Exercise prompt
A single number is the expected answer: the count of lines in the listing that hold the word "tracing".

** Opening Given entries block **

//! JSON views of a session for the survey page
//!
//! The page renders exactly what it is given: anchors and samples arrive in
//! presentation order, each sample carrying the key its rating is stored
//! under.

use amos_common::catalog::TrialDefinition;
use amos_common::presentation::Presentation;
use amos_common::ratings::{rating_key, Anchor, Sample};
use amos_common::{ParticipantSession, SessionController, SessionPhase};
use serde::Serialize;
use uuid::Uuid;

#[derive(Debug, Serialize)]
pub struct SessionView {
    pub session_id: Uuid,
    pub participant_id: String,
    /// "active" or "complete"
    pub state: &'static str,
    pub trial_index: usize,
    pub total_trials: usize,
    /// Fraction answered, 0.0 to 1.0
    pub progress: f64,
    pub resumed: bool,
    #[serde(skip_serializing_if = "Option::is_none")]
    pub trial: Option<TrialView>,
}

#[derive(Debug, Serialize)]
pub struct TrialView {
    /// 1-based position shown as "Trial n of N"
    pub position: usize,
    pub trial_id: String,
    pub transcript: String,
    pub anchors: Vec<AnchorView>,
}

#[derive(Debug, Serialize)]
pub struct AnchorView {
    pub label: &'static str,
    pub audio: String,
    pub samples: Vec<SampleView>,
}

#[derive(Debug, Serialize)]
pub struct SampleView {
    pub label: &'static str,
    pub audio: String,
    pub rating_key: String,
}

impl SessionView {
    pub fn build(
        session_id: Uuid,
        session: &ParticipantSession,
        controller: &SessionController,
    ) -> Self {
        let (state, trial) = match session.phase() {
            SessionPhase::Complete => ("complete", None),
            SessionPhase::Active { trial_index } => {
                let presentation = session
                    .presentation(trial_index)
                    .unwrap_or(Presentation::CANONICAL);
                let trial = controller
                    .current_trial(session)
                    .map(|def| TrialView::build(trial_index, def, &presentation));
                ("active", trial)
            }
        };

        Self {
            session_id,
            participant_id: session.participant_id().to_string(),
            state,
            trial_index: session.trial_index(),
            total_trials: session.total_trials(),
            progress: session.progress(),
            resumed: session.is_resumed(),
            trial,
        }
    }
}

impl TrialView {
    fn build(trial_index: usize, def: &TrialDefinition, presentation: &Presentation) -> Self {
        let anchors = presentation
            .anchors()
            .into_iter()
            .map(|anchor| AnchorView {
                label: anchor.label(),
                audio: audio_url(anchor_path(def, anchor)),
                samples: presentation
                    .samples(anchor)
                    .into_iter()
                    .map(|sample| SampleView {
                        label: sample.label(),
                        audio: audio_url(sample_path(def, sample)),
                        rating_key: rating_key(anchor, sample),
                    })
                    .collect(),
            })
            .collect();

        Self {
            position: trial_index + 1,
            trial_id: def.trial_id.clone(),
            transcript: def.transcript.clone(),
            anchors,
        }
    }
}

fn anchor_path(def: &TrialDefinition, anchor: Anchor) -> &str {
    match anchor {
        Anchor::Native => &def.native_path,
        Anchor::Indian => &def.indian_path,
    }
}

fn sample_path(def: &TrialDefinition, sample: Sample) -> &str {
    match sample {
        Sample::A => &def.a_path,
        Sample::B => &def.b_path,
    }
}

/// Catalog locator to a URL the page can play
///
/// Absolute http(s) URLs pass through; anything else is served from the
/// audio root under `/audio/`.
pub fn audio_url(path: &str) -> String {
    if path.starts_with("http://") || path.starts_with("https://") {
        return path.to_string();
    }
    let relative = path.trim_start_matches("./").trim_start_matches('/');
    format!("/audio/{}", relative.replace('\\', "/"))
}
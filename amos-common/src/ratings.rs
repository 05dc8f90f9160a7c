//! Anchor/sample labels and per-trial rating sheets
//!
//! Every trial collects one 1-5 rating per (anchor, sample) pair, four in
//! total. Ratings are keyed `"<anchor_label>_<sample_label>"` regardless of
//! the order in which anchors and samples were presented.

use crate::{Error, Result};
use serde::de::{self, Deserializer};
use serde::ser::{SerializeMap, Serializer};
use serde::{Deserialize, Serialize};
use std::collections::HashMap;

pub const MIN_RATING: u8 = 1;
pub const MAX_RATING: u8 = 5;

/// Reference accent a sample is compared against
#[derive(Debug, Clone, Copy, PartialEq, Eq, Hash, Serialize, Deserialize)]
#[serde(rename_all = "snake_case")]
pub enum Anchor {
    Native,
    Indian,
}

impl Anchor {
    pub const ALL: [Anchor; 2] = [Anchor::Native, Anchor::Indian];

    pub fn label(self) -> &'static str {
        match self {
            Anchor::Native => "Native Accent",
            Anchor::Indian => "Indian Accent",
        }
    }

    fn slot(self) -> usize {
        match self {
            Anchor::Native => 0,
            Anchor::Indian => 1,
        }
    }
}

/// Candidate recording being rated
#[derive(Debug, Clone, Copy, PartialEq, Eq, Hash, Serialize, Deserialize)]
pub enum Sample {
    A,
    B,
}

impl Sample {
    pub const ALL: [Sample; 2] = [Sample::A, Sample::B];

    pub fn label(self) -> &'static str {
        match self {
            Sample::A => "Sample A",
            Sample::B => "Sample B",
        }
    }

    fn slot(self) -> usize {
        match self {
            Sample::A => 0,
            Sample::B => 1,
        }
    }
}

/// Storage key for one rating cell
pub fn rating_key(anchor: Anchor, sample: Sample) -> String {
    format!("{}_{}", anchor.label(), sample.label())
}

fn parse_key(key: &str) -> Option<(Anchor, Sample)> {
    Anchor::ALL.into_iter().find_map(|anchor| {
        Sample::ALL
            .into_iter()
            .find(|&sample| rating_key(anchor, sample) == key)
            .map(|sample| (anchor, sample))
    })
}

fn check_range(key: &str, value: u8) -> Result<u8> {
    if (MIN_RATING..=MAX_RATING).contains(&value) {
        Ok(value)
    } else {
        Err(Error::InvalidInput(format!(
            "Rating for '{}' must be between {} and {}, got {}",
            key, MIN_RATING, MAX_RATING, value
        )))
    }
}

/// Partially filled ratings for one trial
///
/// Mirrors the rating form: cells start unset and the trial can only be
/// submitted once all four are filled.
#[derive(Debug, Clone, Default, PartialEq, Eq)]
pub struct RatingSheet {
    cells: [[Option<u8>; 2]; 2],
}

impl RatingSheet {
    pub fn new() -> Self {
        Self::default()
    }

    /// Build a sheet from a submitted `key -> rating` map
    ///
    /// Unknown keys and out-of-range values are rejected. Missing keys or
    /// `null` values simply leave the cell unset.
    pub fn from_submission(submitted: &HashMap<String, Option<u8>>) -> Result<Self> {
        let mut sheet = Self::new();
        for (key, value) in submitted {
            let (anchor, sample) = parse_key(key)
                .ok_or_else(|| Error::InvalidInput(format!("Unknown rating key '{}'", key)))?;
            if let Some(v) = value {
                sheet.set(anchor, sample, check_range(key, *v)?);
            }
        }
        Ok(sheet)
    }

    pub fn set(&mut self, anchor: Anchor, sample: Sample, value: u8) {
        self.cells[anchor.slot()][sample.slot()] = Some(value);
    }

    pub fn get(&self, anchor: Anchor, sample: Sample) -> Option<u8> {
        self.cells[anchor.slot()][sample.slot()]
    }

    /// Submission is allowed iff every cell is set
    pub fn is_complete(&self) -> bool {
        self.cells.iter().flatten().all(Option::is_some)
    }

    /// Keys of cells that are still unset, in canonical order
    pub fn missing_keys(&self) -> Vec<String> {
        Anchor::ALL
            .into_iter()
            .flat_map(|a| Sample::ALL.into_iter().map(move |s| (a, s)))
            .filter(|&(a, s)| self.get(a, s).is_none())
            .map(|(a, s)| rating_key(a, s))
            .collect()
    }

    /// Convert to a complete rating set, failing if any cell is unset
    pub fn complete(&self) -> Result<Ratings> {
        let missing = self.missing_keys();
        if !missing.is_empty() {
            return Err(Error::InvalidInput(format!(
                "All ratings are required; missing: {}",
                missing.join(", ")
            )));
        }

        let mut values = [[0u8; 2]; 2];
        for anchor in Anchor::ALL {
            for sample in Sample::ALL {
                values[anchor.slot()][sample.slot()] = self.get(anchor, sample).unwrap_or_default();
            }
        }
        Ok(Ratings { values })
    }
}

/// Complete, validated ratings for one trial
///
/// Serializes as a JSON object with the four rating keys.
#[derive(Debug, Clone, Copy, PartialEq, Eq)]
pub struct Ratings {
    values: [[u8; 2]; 2],
}

impl Ratings {
    pub fn get(&self, anchor: Anchor, sample: Sample) -> u8 {
        self.values[anchor.slot()][sample.slot()]
    }

    /// `(key, value)` pairs in canonical order
    pub fn entries(&self) -> Vec<(String, u8)> {
        Anchor::ALL
            .into_iter()
            .flat_map(|a| Sample::ALL.into_iter().map(move |s| (a, s)))
            .map(|(a, s)| (rating_key(a, s), self.get(a, s)))
            .collect()
    }

    /// The `ratings_json` output column
    pub fn to_json(&self) -> String {
        // Serializing a fixed map of strings to integers cannot fail
        serde_json::to_string(self).unwrap_or_else(|_| "{}".to_string())
    }
}

impl Serialize for Ratings {
    fn serialize<S: Serializer>(&self, serializer: S) -> std::result::Result<S::Ok, S::Error> {
        let entries = self.entries();
        let mut map = serializer.serialize_map(Some(entries.len()))?;
        for (key, value) in &entries {
            map.serialize_entry(key, value)?;
        }
        map.end()
    }
}

impl<'de> Deserialize<'de> for Ratings {
    fn deserialize<D: Deserializer<'de>>(deserializer: D) -> std::result::Result<Self, D::Error> {
        let raw = HashMap::<String, u8>::deserialize(deserializer)?;
        let submitted: HashMap<String, Option<u8>> =
            raw.into_iter().map(|(k, v)| (k, Some(v))).collect();
        RatingSheet::from_submission(&submitted)
            .and_then(|sheet| sheet.complete())
            .map_err(de::Error::custom)
    }
}
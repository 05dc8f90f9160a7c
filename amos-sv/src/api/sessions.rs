//! Survey session endpoints
//!
//! - `GET /api/study`: title, trial count and rating scale
//! - `POST /api/sessions`: start or resume by name
//! - `GET /api/sessions/:session_id`: current view
//! - `POST /api/sessions/:session_id/responses`: submit ratings for a trial

use std::collections::HashMap;

use amos_common::controller::ALREADY_COMPLETED;
use amos_common::ratings::{RatingSheet, MAX_RATING, MIN_RATING};
use amos_common::{resolve_identity, SubmitOutcome};
use axum::{
    extract::{Path, State},
    routing::{get, post},
    Json, Router,
};
use serde::{Deserialize, Serialize};
use tracing::{debug, info};
use uuid::Uuid;

use crate::api::views::SessionView;
use crate::error::{ApiError, ApiResult};
use crate::registry::SessionHandle;
use crate::AppState;

/// Study description for the page header
#[derive(Debug, Serialize)]
pub struct StudyInfo {
    pub title: String,
    pub total_trials: usize,
    pub rating_scale: Vec<u8>,
}

#[derive(Debug, Deserialize)]
pub struct StartRequest {
    #[serde(default)]
    pub name: String,
}

#[derive(Debug, Deserialize)]
pub struct SubmitRequest {
    pub trial_index: usize,
    #[serde(default)]
    pub ratings: HashMap<String, Option<u8>>,
}

#[derive(Debug, Serialize)]
pub struct SubmitResponse {
    /// "advanced", "completed" or "duplicate"
    pub outcome: &'static str,
    #[serde(flatten)]
    pub session: SessionView,
}

fn outcome_label(outcome: SubmitOutcome) -> &'static str {
    match outcome {
        SubmitOutcome::Advanced => "advanced",
        SubmitOutcome::Completed => "completed",
        SubmitOutcome::Duplicate => "duplicate",
    }
}

/// GET /api/study
pub async fn get_study(State(state): State<AppState>) -> Json<StudyInfo> {
    Json(StudyInfo {
        title: state.study_title.clone(),
        total_trials: state.controller.total_trials(),
        rating_scale: (MIN_RATING..=MAX_RATING).collect(),
    })
}

/// POST /api/sessions
///
/// Re-attaches to the participant's live session when there is one,
/// otherwise starts or resumes from the progress store. Starts are
/// serialized so concurrent requests for one name share a single session.
pub async fn start_session(
    State(state): State<AppState>,
    Json(request): Json<StartRequest>,
) -> ApiResult<Json<SessionView>> {
    let participant_id = resolve_identity(&request.name)?;
    let _start = state.registry.lock_starts().await;

    if let Some((session_id, handle)) = state.registry.find_participant(&participant_id).await {
        let session = handle.lock().await;
        if session.is_complete() {
            info!(participant_id = %participant_id, "Completed participant tried to start again");
            return Err(ApiError::Conflict(ALREADY_COMPLETED.to_string()));
        }
        debug!(participant_id = %participant_id, %session_id, "Re-attaching to live session");
        return Ok(Json(SessionView::build(
            session_id,
            &session,
            &state.controller,
        )));
    }

    let session = state.controller.start_for(participant_id).await?;
    let (session_id, handle) = state.registry.insert(session).await;
    let session = handle.lock().await;

    Ok(Json(SessionView::build(
        session_id,
        &session,
        &state.controller,
    )))
}

async fn lookup(state: &AppState, session_id: Uuid) -> ApiResult<SessionHandle> {
    state
        .registry
        .get(session_id)
        .await
        .ok_or_else(|| ApiError::NotFound(format!("Session {}", session_id)))
}

/// GET /api/sessions/:session_id
pub async fn get_session(
    State(state): State<AppState>,
    Path(session_id): Path<Uuid>,
) -> ApiResult<Json<SessionView>> {
    let handle = lookup(&state, session_id).await?;
    let session = handle.lock().await;

    Ok(Json(SessionView::build(
        session_id,
        &session,
        &state.controller,
    )))
}

/// POST /api/sessions/:session_id/responses
pub async fn submit_response(
    State(state): State<AppState>,
    Path(session_id): Path<Uuid>,
    Json(request): Json<SubmitRequest>,
) -> ApiResult<Json<SubmitResponse>> {
    let sheet = RatingSheet::from_submission(&request.ratings)?;
    let handle = lookup(&state, session_id).await?;

    // Held across the store write so one participant's submissions apply in order
    let mut session = handle.lock().await;
    let outcome = state
        .controller
        .submit(&mut session, request.trial_index, &sheet)
        .await?;
    let view = SessionView::build(session_id, &session, &state.controller);
    drop(session);

    if outcome == SubmitOutcome::Completed {
        // The stored completion record turns away later starts
        state.registry.remove(session_id).await;
        debug!(%session_id, "Released completed session");
    }

    Ok(Json(SubmitResponse {
        outcome: outcome_label(outcome),
        session: view,
    }))
}

/// Build survey session routes
pub fn session_routes() -> Router<AppState> {
    Router::new()
        .route("/api/study", get(get_study))
        .route("/api/sessions", post(start_session))
        .route("/api/sessions/:session_id", get(get_session))
        .route("/api/sessions/:session_id/responses", post(submit_response))
}
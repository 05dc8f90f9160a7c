//! HTTP API handlers for amos-sv

pub mod health;
pub mod sessions;
pub mod ui;
pub mod views;

pub use health::health_routes;
pub use sessions::session_routes;
pub use ui::ui_routes;
//! Persisted records: trial responses and progress snapshots

use crate::identity::ParticipantId;
use crate::ratings::Ratings;
use chrono::{DateTime, SecondsFormat, Utc};
use serde::{Deserialize, Serialize};

/// Output columns, in order, for both the row store and the CSV export
pub const RESPONSE_COLUMNS: [&str; 8] = [
    "participant_id",
    "name_prefix",
    "trial_index",
    "trial_id",
    "transcript",
    "ratings_json",
    "timestamp_iso8601",
    "completed_flag",
];

/// One submitted trial
///
/// Immutable once written. The response for the final trial position
/// carries `completed = true`.
#[derive(Debug, Clone, PartialEq, Serialize, Deserialize)]
pub struct TrialResponse {
    pub participant_id: ParticipantId,
    pub name_prefix: String,
    pub trial_index: usize,
    pub trial_id: String,
    pub transcript: String,
    pub ratings: Ratings,
    pub timestamp: DateTime<Utc>,
    pub completed: bool,
}

impl TrialResponse {
    /// ISO-8601 timestamp as written to the output column
    pub fn timestamp_iso8601(&self) -> String {
        self.timestamp.to_rfc3339_opts(SecondsFormat::Millis, true)
    }

    /// Field values in `RESPONSE_COLUMNS` order
    pub fn to_row(&self) -> [String; 8] {
        [
            self.participant_id.to_string(),
            self.name_prefix.clone(),
            self.trial_index.to_string(),
            self.trial_id.clone(),
            self.transcript.clone(),
            self.ratings.to_json(),
            self.timestamp_iso8601(),
            self.completed.to_string(),
        ]
    }
}

/// What a progress store knows about a participant
#[derive(Debug, Clone, PartialEq, Eq)]
pub struct ProgressSnapshot {
    /// Highest stored trial index, `None` when nothing was submitted yet
    pub last_trial_index: Option<usize>,
    /// Participant already finished the study
    pub completed: bool,
    /// Stored trial order, if the backend keeps one
    pub trial_order: Option<Vec<usize>>,
}

impl ProgressSnapshot {
    /// Cursor to resume at: one past the last stored trial
    pub fn next_trial_index(&self) -> usize {
        self.last_trial_index.map_or(0, |last| last + 1)
    }
}

/// Acknowledgement returned by a successful append
#[derive(Debug, Clone, Copy, PartialEq, Eq)]
pub enum AppendAck {
    /// Response written
    Appended,
    /// A response for this trial index was already stored; nothing written
    AlreadyStored,
}
//! Local file store: per-participant JSON snapshots and CSV exports
//!
//! Layout under the results directory:
//! - `progress/<participant>.json`: snapshot while the study is in progress
//! - `progress/<participant>.json.corrupt`: unreadable snapshot moved aside
//! - `completed/<participant>.csv`: consolidated export written on completion
//!
//! Every write replaces the whole snapshot through a temporary file and a
//! rename, so a crash mid-write leaves the previous snapshot intact.

use super::{Backend, ProgressStore};
use crate::identity::ParticipantId;
use crate::models::{AppendAck, ProgressSnapshot, TrialResponse, RESPONSE_COLUMNS};
use crate::presentation::is_permutation;
use crate::{Error, Result};
use async_trait::async_trait;
use serde::{Deserialize, Serialize};
use std::io::ErrorKind;
use std::path::{Path, PathBuf};
use tokio::io::AsyncWriteExt;
use tokio::sync::Mutex;
use tracing::{info, warn};

const PROGRESS_DIR: &str = "progress";
const COMPLETED_DIR: &str = "completed";

/// On-disk progress snapshot
#[derive(Debug, Clone, Serialize, Deserialize)]
struct ProgressFile {
    participant_id: ParticipantId,
    trial_order: Vec<usize>,
    /// Next trial position to be answered
    trial_index: usize,
    responses: Vec<TrialResponse>,
}

impl ProgressFile {
    fn new(participant_id: ParticipantId, trial_order: Vec<usize>) -> Self {
        Self {
            participant_id,
            trial_order,
            trial_index: 0,
            responses: Vec::new(),
        }
    }

    /// Check the snapshot invariants; describes the first violation
    fn validate(&self, expected: &ParticipantId) -> std::result::Result<(), String> {
        if &self.participant_id != expected {
            return Err(format!(
                "snapshot belongs to {}, not {}",
                self.participant_id, expected
            ));
        }
        if !is_permutation(&self.trial_order, self.trial_order.len()) {
            return Err("trial_order is not a permutation".to_string());
        }
        if self.trial_index != self.responses.len() {
            return Err(format!(
                "trial_index {} does not match {} stored responses",
                self.trial_index,
                self.responses.len()
            ));
        }
        if self.trial_index > self.trial_order.len() {
            return Err("trial_index beyond trial_order".to_string());
        }
        for (position, response) in self.responses.iter().enumerate() {
            if response.trial_index != position {
                return Err(format!(
                    "response {} is stored at position {}",
                    response.trial_index, position
                ));
            }
            if &response.participant_id != expected {
                return Err(format!("response {} has a foreign participant_id", position));
            }
        }
        Ok(())
    }

    fn to_snapshot(&self) -> ProgressSnapshot {
        ProgressSnapshot {
            last_trial_index: self.responses.last().map(|r| r.trial_index),
            completed: self.responses.iter().any(|r| r.completed),
            trial_order: Some(self.trial_order.clone()),
        }
    }
}

/// Outcome of reading a snapshot from disk
enum ReadOutcome {
    Missing,
    Corrupt(String),
    Valid(ProgressFile),
}

/// Local JSON/CSV progress store
pub struct LocalFileStore {
    root: PathBuf,
    /// Serializes read-modify-write cycles on snapshots
    write_lock: Mutex<()>,
}

impl LocalFileStore {
    /// Open the store, creating its directories if needed
    pub async fn open(root: &Path) -> Result<Self> {
        tokio::fs::create_dir_all(root.join(PROGRESS_DIR)).await?;
        tokio::fs::create_dir_all(root.join(COMPLETED_DIR)).await?;
        info!("Local progress store at {}", root.display());

        Ok(Self {
            root: root.to_path_buf(),
            write_lock: Mutex::new(()),
        })
    }

    pub fn progress_path(&self, participant_id: &ParticipantId) -> PathBuf {
        self.root
            .join(PROGRESS_DIR)
            .join(format!("{}.json", file_stem(participant_id)))
    }

    pub fn export_path(&self, participant_id: &ParticipantId) -> PathBuf {
        self.root
            .join(COMPLETED_DIR)
            .join(format!("{}.csv", file_stem(participant_id)))
    }

    async fn read_progress(&self, participant_id: &ParticipantId) -> Result<ReadOutcome> {
        let path = self.progress_path(participant_id);
        let bytes = match tokio::fs::read(&path).await {
            Ok(bytes) => bytes,
            Err(e) if e.kind() == ErrorKind::NotFound => return Ok(ReadOutcome::Missing),
            Err(e) => return Err(e.into()),
        };

        let file: ProgressFile = match serde_json::from_slice(&bytes) {
            Ok(file) => file,
            Err(e) => return Ok(ReadOutcome::Corrupt(e.to_string())),
        };

        match file.validate(participant_id) {
            Ok(()) => Ok(ReadOutcome::Valid(file)),
            Err(reason) => Ok(ReadOutcome::Corrupt(reason)),
        }
    }

    /// Read a snapshot that must exist and be valid (live session writes)
    async fn read_required(&self, participant_id: &ParticipantId) -> Result<ProgressFile> {
        match self.read_progress(participant_id).await? {
            ReadOutcome::Valid(file) => Ok(file),
            ReadOutcome::Missing => Err(Error::NotFound(format!(
                "No progress snapshot for {}",
                participant_id
            ))),
            ReadOutcome::Corrupt(reason) => Err(Error::Internal(format!(
                "Progress snapshot for {} is corrupt: {}",
                participant_id, reason
            ))),
        }
    }

    async fn write_progress(&self, file: &ProgressFile) -> Result<()> {
        file.validate(&file.participant_id)
            .map_err(|reason| Error::Internal(format!("Refusing to write snapshot: {}", reason)))?;
        let bytes = serde_json::to_vec_pretty(file)?;
        write_atomic(&self.progress_path(&file.participant_id), &bytes).await
    }

    /// Move an unreadable snapshot aside so the participant can start over
    async fn quarantine(&self, participant_id: &ParticipantId, reason: &str) -> Result<()> {
        let path = self.progress_path(participant_id);
        let mut aside = path.clone().into_os_string();
        aside.push(".corrupt");

        warn!(
            participant_id = %participant_id,
            "Discarding corrupt progress snapshot ({}); session restarts",
            reason
        );
        tokio::fs::rename(&path, PathBuf::from(aside)).await?;
        Ok(())
    }
}

#[async_trait]
impl ProgressStore for LocalFileStore {
    fn backend(&self) -> Backend {
        Backend::Local
    }

    fn keeps_trial_order(&self) -> bool {
        true
    }

    async fn load(&self, participant_id: &ParticipantId) -> Result<Option<ProgressSnapshot>> {
        let _guard = self.write_lock.lock().await;

        if tokio::fs::try_exists(self.export_path(participant_id)).await? {
            return Ok(Some(ProgressSnapshot {
                last_trial_index: None,
                completed: true,
                trial_order: None,
            }));
        }

        match self.read_progress(participant_id).await? {
            ReadOutcome::Missing => Ok(None),
            ReadOutcome::Valid(file) => Ok(Some(file.to_snapshot())),
            ReadOutcome::Corrupt(reason) => {
                self.quarantine(participant_id, &reason).await?;
                Ok(None)
            }
        }
    }

    async fn begin(&self, participant_id: &ParticipantId, trial_order: &[usize]) -> Result<()> {
        let _guard = self.write_lock.lock().await;

        // A valid snapshot already fixes this participant's order
        if let ReadOutcome::Valid(_) = self.read_progress(participant_id).await? {
            return Err(Error::Conflict(format!(
                "Progress for {} has already begun",
                participant_id
            )));
        }

        let file = ProgressFile::new(participant_id.clone(), trial_order.to_vec());
        self.write_progress(&file).await
    }

    async fn append(&self, response: &TrialResponse) -> Result<AppendAck> {
        let _guard = self.write_lock.lock().await;
        let mut file = self.read_required(&response.participant_id).await?;

        if response.trial_index < file.responses.len() {
            return Ok(AppendAck::AlreadyStored);
        }
        if response.trial_index != file.responses.len() {
            return Err(Error::Conflict(format!(
                "Expected trial {} but got trial {}",
                file.responses.len(),
                response.trial_index
            )));
        }

        file.responses.push(response.clone());
        file.trial_index = file.responses.len();
        self.write_progress(&file).await?;

        Ok(AppendAck::Appended)
    }

    async fn finalize(&self, participant_id: &ParticipantId) -> Result<()> {
        let _guard = self.write_lock.lock().await;
        let export_path = self.export_path(participant_id);
        let already_exported = tokio::fs::try_exists(&export_path).await?;

        let file = match self.read_progress(participant_id).await? {
            ReadOutcome::Valid(file) => file,
            ReadOutcome::Missing if already_exported => return Ok(()),
            ReadOutcome::Missing => {
                return Err(Error::NotFound(format!(
                    "No progress snapshot for {}",
                    participant_id
                )))
            }
            ReadOutcome::Corrupt(reason) => {
                return Err(Error::Internal(format!(
                    "Cannot export corrupt snapshot for {}: {}",
                    participant_id, reason
                )))
            }
        };

        let csv = export_csv(&file.responses)?;
        write_atomic(&export_path, &csv).await?;
        tokio::fs::remove_file(self.progress_path(participant_id)).await?;

        info!(
            participant_id = %participant_id,
            responses = file.responses.len(),
            "Wrote completed export {}",
            export_path.display()
        );
        Ok(())
    }
}

/// Longest file stem written; long names keep their head and the hash suffix
const MAX_STEM_LEN: usize = 120;

/// Participant IDs come from free text; keep file names to a safe alphabet
fn file_stem(participant_id: &ParticipantId) -> String {
    let stem: String = participant_id
        .as_str()
        .chars()
        .map(|c| {
            if c.is_ascii_alphanumeric() || c == '_' || c == '-' {
                c
            } else {
                '-'
            }
        })
        .collect();

    if stem.len() <= MAX_STEM_LEN {
        return stem;
    }
    // Every char is ASCII here, so byte offsets are char boundaries
    let suffix = &stem[stem.len() - 7..];
    format!("{}{}", &stem[..MAX_STEM_LEN - 7], suffix)
}

fn export_csv(responses: &[TrialResponse]) -> Result<Vec<u8>> {
    let mut writer = csv::Writer::from_writer(Vec::new());
    writer.write_record(RESPONSE_COLUMNS)?;
    for response in responses {
        writer.write_record(response.to_row())?;
    }
    writer
        .into_inner()
        .map_err(|e| Error::Internal(format!("Failed to flush CSV export: {}", e)))
}

async fn write_atomic(path: &Path, bytes: &[u8]) -> Result<()> {
    let mut tmp = path.to_path_buf().into_os_string();
    tmp.push(".tmp");
    let tmp = PathBuf::from(tmp);

    let mut file = tokio::fs::File::create(&tmp).await?;
    file.write_all(bytes).await?;
    file.sync_all().await?;
    drop(file);

    tokio::fs::rename(&tmp, path).await?;
    Ok(())
}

** Closing Given entries block **

The answer
2